Task instructions: When you spot the word "return" in a line of the data below, copy that line.

Entries supplied:

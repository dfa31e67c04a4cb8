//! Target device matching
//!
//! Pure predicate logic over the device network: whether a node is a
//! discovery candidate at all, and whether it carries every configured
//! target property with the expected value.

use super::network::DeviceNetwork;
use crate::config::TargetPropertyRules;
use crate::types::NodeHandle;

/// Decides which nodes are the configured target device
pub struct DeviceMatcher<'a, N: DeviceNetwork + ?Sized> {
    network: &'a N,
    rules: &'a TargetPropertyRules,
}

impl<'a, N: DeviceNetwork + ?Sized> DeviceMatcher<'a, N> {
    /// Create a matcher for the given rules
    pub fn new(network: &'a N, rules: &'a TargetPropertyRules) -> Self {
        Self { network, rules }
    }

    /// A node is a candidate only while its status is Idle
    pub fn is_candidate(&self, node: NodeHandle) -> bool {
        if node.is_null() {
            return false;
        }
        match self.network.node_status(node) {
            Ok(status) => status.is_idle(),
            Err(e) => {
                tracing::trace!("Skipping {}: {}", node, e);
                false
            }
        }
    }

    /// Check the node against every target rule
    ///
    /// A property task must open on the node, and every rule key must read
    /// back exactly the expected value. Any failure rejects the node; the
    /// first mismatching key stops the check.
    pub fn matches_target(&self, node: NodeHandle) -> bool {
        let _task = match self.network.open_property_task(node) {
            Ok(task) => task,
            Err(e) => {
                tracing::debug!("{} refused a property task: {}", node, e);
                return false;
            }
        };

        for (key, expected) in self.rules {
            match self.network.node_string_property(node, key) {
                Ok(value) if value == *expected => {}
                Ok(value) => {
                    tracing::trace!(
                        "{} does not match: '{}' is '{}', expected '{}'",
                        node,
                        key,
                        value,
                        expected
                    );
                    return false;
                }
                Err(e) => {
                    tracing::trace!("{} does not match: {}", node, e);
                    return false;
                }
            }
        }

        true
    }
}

Task result:
            return false;
                return false;
                    return false;
                    return false;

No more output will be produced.